This very interesting question raises several important issues. We’re beginning to understand the genetic basis of many cancers; while some patterns are emerging between different types, there’s presently no obvious relationship between bowel and prostate cancer. Even so, these are common cancers for middle-aged and older men, and we frequently see men diagnosed with both over the course of their lives. Screening tests for bowel cancer exist — men with prostate cancer should take advantage of them in the same way as anyone who doesn’t have this condition.
Intermittent painless rectal bleeding is a well-known and relatively harmless side effect of radiotherapy (usually due to mild radiation rectal injury). But it’s also one of the signs of bowel cancer. Men should bring all rectal bleeding to the attention of a physician because, occasionally, a rectal or colon cancer will be detected as the cause.

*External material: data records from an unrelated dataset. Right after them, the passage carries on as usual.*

//! Core round accounting engine.

use std::sync::Arc;

use tracing::{info, instrument};

use parlaypool_common::{
    Amount, Clock, PoolError, Ratio, Result, RoundIndex, Ticket, TicketId, Timestamp, UserId,
};
use parlaypool_ledger::CollateralLedger;
use parlaypool_pool::{DefaultLiquidityProvider, RoundPool};

use crate::config::{PoolConfig, PoolLimits};
use crate::events::PoolEvent;
use crate::metrics::{Metrics, SharedMetrics};
use crate::oracle::ResultOracle;
use crate::state::{
    ClosingSnapshot, RoundAccountingState, RoundPhase, RoundRecord, WithdrawalRequest,
};

/// The round accounting engine.
///
/// Owns round progression, exposure bookkeeping and PnL settlement. Every
/// operation either applies all of its effects or none of them.
pub struct RoundAccountingEngine {
    pub(crate) config: PoolConfig,
    pub(crate) limits: PoolLimits,
    pub(crate) state: RoundAccountingState,
    pub(crate) ledger: Arc<dyn CollateralLedger>,
    pub(crate) oracle: Arc<dyn ResultOracle>,
    pub(crate) clock: Arc<dyn Clock>,
    pub(crate) metrics: SharedMetrics,
    pub(crate) events: Vec<PoolEvent>,
}

impl RoundAccountingEngine {
    /// Create an engine for a pool that has not started.
    pub fn new(
        config: PoolConfig,
        ledger: Arc<dyn CollateralLedger>,
        oracle: Arc<dyn ResultOracle>,
        clock: Arc<dyn Clock>,
    ) -> Result<Self> {
        let limits = config.limits()?;
        let mut state = RoundAccountingState::new();
        state.pools.get_or_create(RoundIndex::DEFAULT, clock.now())?;

        info!(
            collateral = %ledger.collateral(),
            round_length_secs = limits.round_length.num_seconds(),
            "Round accounting engine created"
        );

        Ok(Self {
            config,
            limits,
            state,
            ledger,
            oracle,
            clock,
            metrics: Arc::new(Metrics::new()),
            events: Vec::new(),
        })
    }

    /// Start trading: round 2 becomes active with everything deposited
    /// into it as its allocation.
    #[instrument(skip(self))]
    pub fn start(&mut self) -> Result<()> {
        if self.state.started {
            return Err(PoolError::PoolAlreadyStarted);
        }

        let round = RoundIndex::FIRST_TRADING;
        let now = self.now();
        let staged = self.state.pools.get_or_create(round, now)?.balance(&*self.ledger)?;

        if staged < self.limits.min_total_deposit {
            return Err(PoolError::NotEnoughDeposits {
                required: self.limits.min_total_deposit.to_string(),
                staged: staged.to_string(),
            });
        }

        let end = now + self.limits.round_length;
        let record = self
            .state
            .rounds
            .entry(round)
            .or_insert_with(|| RoundRecord::pending(round));
        record.transition(RoundPhase::Active);
        record.allocation = staged;
        record.start_time = Some(now);
        record.end_time = Some(end);

        self.state.round = round;
        self.state.started = true;
        self.state.first_round_start = Some(now);

        info!(
            allocation = %staged,
            start = %now,
            end = %end,
            "Pool started"
        );
        self.emit(PoolEvent::PoolStarted {
            allocation: staged,
            start_time: now,
            end_time: end,
        });

        Ok(())
    }

    pub(crate) fn now(&self) -> Timestamp {
        self.clock.now()
    }

    pub(crate) fn emit(&mut self, event: PoolEvent) {
        self.events.push(event);
    }

    pub(crate) fn record(&self, round: RoundIndex) -> Result<&RoundRecord> {
        self.state
            .rounds
            .get(&round)
            .ok_or(PoolError::UnknownRound(round))
    }

    pub(crate) fn record_mut(&mut self, round: RoundIndex) -> Result<&mut RoundRecord> {
        self.state
            .rounds
            .get_mut(&round)
            .ok_or(PoolError::UnknownRound(round))
    }

    /// Ensure a pending record and a pool exist for `round`.
    pub(crate) fn ensure_round(&mut self, round: RoundIndex) -> Result<()> {
        let now = self.now();
        self.state.pools.get_or_create(round, now)?;
        self.state
            .rounds
            .entry(round)
            .or_insert_with(|| RoundRecord::pending(round));
        Ok(())
    }

    /// Take every event emitted since the last call.
    pub fn drain_events(&mut self) -> Vec<PoolEvent> {
        std::mem::take(&mut self.events)
    }

    // Read-only getters.

    /// Current round. Round 1 until the pool starts.
    pub fn round(&self) -> RoundIndex {
        self.state.round
    }

    pub fn is_started(&self) -> bool {
        self.state.started
    }

    pub fn first_round_start(&self) -> Option<Timestamp> {
        self.state.first_round_start
    }

    pub fn config(&self) -> &PoolConfig {
        &self.config
    }

    pub fn limits(&self) -> &PoolLimits {
        &self.limits
    }

    pub fn ledger(&self) -> &Arc<dyn CollateralLedger> {
        &self.ledger
    }

    pub fn metrics(&self) -> SharedMetrics {
        self.metrics.clone()
    }

    /// Pool of `round`, if it has been created.
    pub fn round_pool(&self, round: RoundIndex) -> Option<&RoundPool> {
        self.state.pools.get(round)
    }

    /// Collateral held by the pool of `round`.
    pub fn pool_balance(&self, round: RoundIndex) -> Result<Amount> {
        self.state
            .pools
            .get(round)
            .ok_or(PoolError::UnknownRound(round))?
            .balance(&*self.ledger)
    }

    pub fn round_record(&self, round: RoundIndex) -> Option<&RoundRecord> {
        self.state.rounds.get(&round)
    }

    pub fn allocation_per_round(&self, round: RoundIndex) -> Option<Amount> {
        self.state
            .rounds
            .get(&round)
            .filter(|r| r.phase != RoundPhase::Pending)
            .map(|r| r.allocation)
    }

    pub fn profit_and_loss_per_round(&self, round: RoundIndex) -> Option<Ratio> {
        self.state.pnl_per_round.get(&round).copied()
    }

    /// Running product of per-round PnL up to `round`. 1.0 before round 2.
    pub fn cumulative_profit_and_loss(&self, round: RoundIndex) -> Option<Ratio> {
        self.state.cumulative_pnl_at(round)
    }

    pub fn round_start_time(&self, round: RoundIndex) -> Option<Timestamp> {
        self.state.rounds.get(&round).and_then(|r| r.start_time)
    }

    pub fn round_end_time(&self, round: RoundIndex) -> Option<Timestamp> {
        self.state.rounds.get(&round).and_then(|r| r.end_time)
    }

    pub fn ticket(&self, id: TicketId) -> Option<&Ticket> {
        self.state.tickets.get(&id)
    }

    /// Round a ticket is bound to.
    pub fn ticket_round(&self, id: TicketId) -> Option<RoundIndex> {
        self.state.tickets.get(&id).map(|t| t.round)
    }

    pub fn ticket_already_exercised_in_round(&self, round: RoundIndex, id: TicketId) -> bool {
        self.state
            .rounds
            .get(&round)
            .map(|r| r.exercised_tickets.contains(&id))
            .unwrap_or(false)
    }

    /// Balance of `user` in `round`, in internal units.
    pub fn depositor_balance(&self, round: RoundIndex, user: &UserId) -> Amount {
        self.state.book.balance(round, user)
    }

    pub fn pending_withdrawal(&self, user: &UserId) -> Option<&WithdrawalRequest> {
        self.state.withdrawal_requests.get(user)
    }

    pub fn users_processed_in_round(&self) -> usize {
        self.state
            .closing
            .as_ref()
            .map(|c| c.processed.len())
            .unwrap_or(0)
    }

    pub fn closing_snapshot(&self) -> Option<&ClosingSnapshot> {
        self.state.closing.as_ref()
    }

    pub fn default_provider(&self) -> &DefaultLiquidityProvider {
        &self.state.default_provider
    }

    pub fn state(&self) -> &RoundAccountingState {
        &self.state
    }

    /// Whether the current round may be prepared for closing now.
    pub fn can_close_current_round(&self) -> bool {
        if !self.state.started || self.state.closing_prepared() {
            return false;
        }
        let now = self.now();
        self.state
            .rounds
            .get(&self.state.round)
            .map(|r| {
                r.phase == RoundPhase::Active
                    && r.end_time.map(|end| now >= end).unwrap_or(false)
                    && r.all_tickets_exercised()
            })
            .unwrap_or(false)
    }
}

Finally, there’s the question of whether radiotherapy increases one’s risk of developing another cancer. Radiation exposure can cause cancer; the risk is highest when the exposure happens in childhood or early adulthood and decreases with age. A recent study of 243,000 men treated for prostate cancer across the US found more rectal cancers in men who had radiotherapy compared to those who didn’t. Although the number of extra cancers was small, and other factors (e.g. better screening or follow-up among those who received radiotherapy) may have contributed to the difference, some of these cancers were likely caused by radiotherapy.
Any man diagnosed with prostate cancer must weigh the risk of this and other radiation-related side effects against those of surgery, or of no treatment.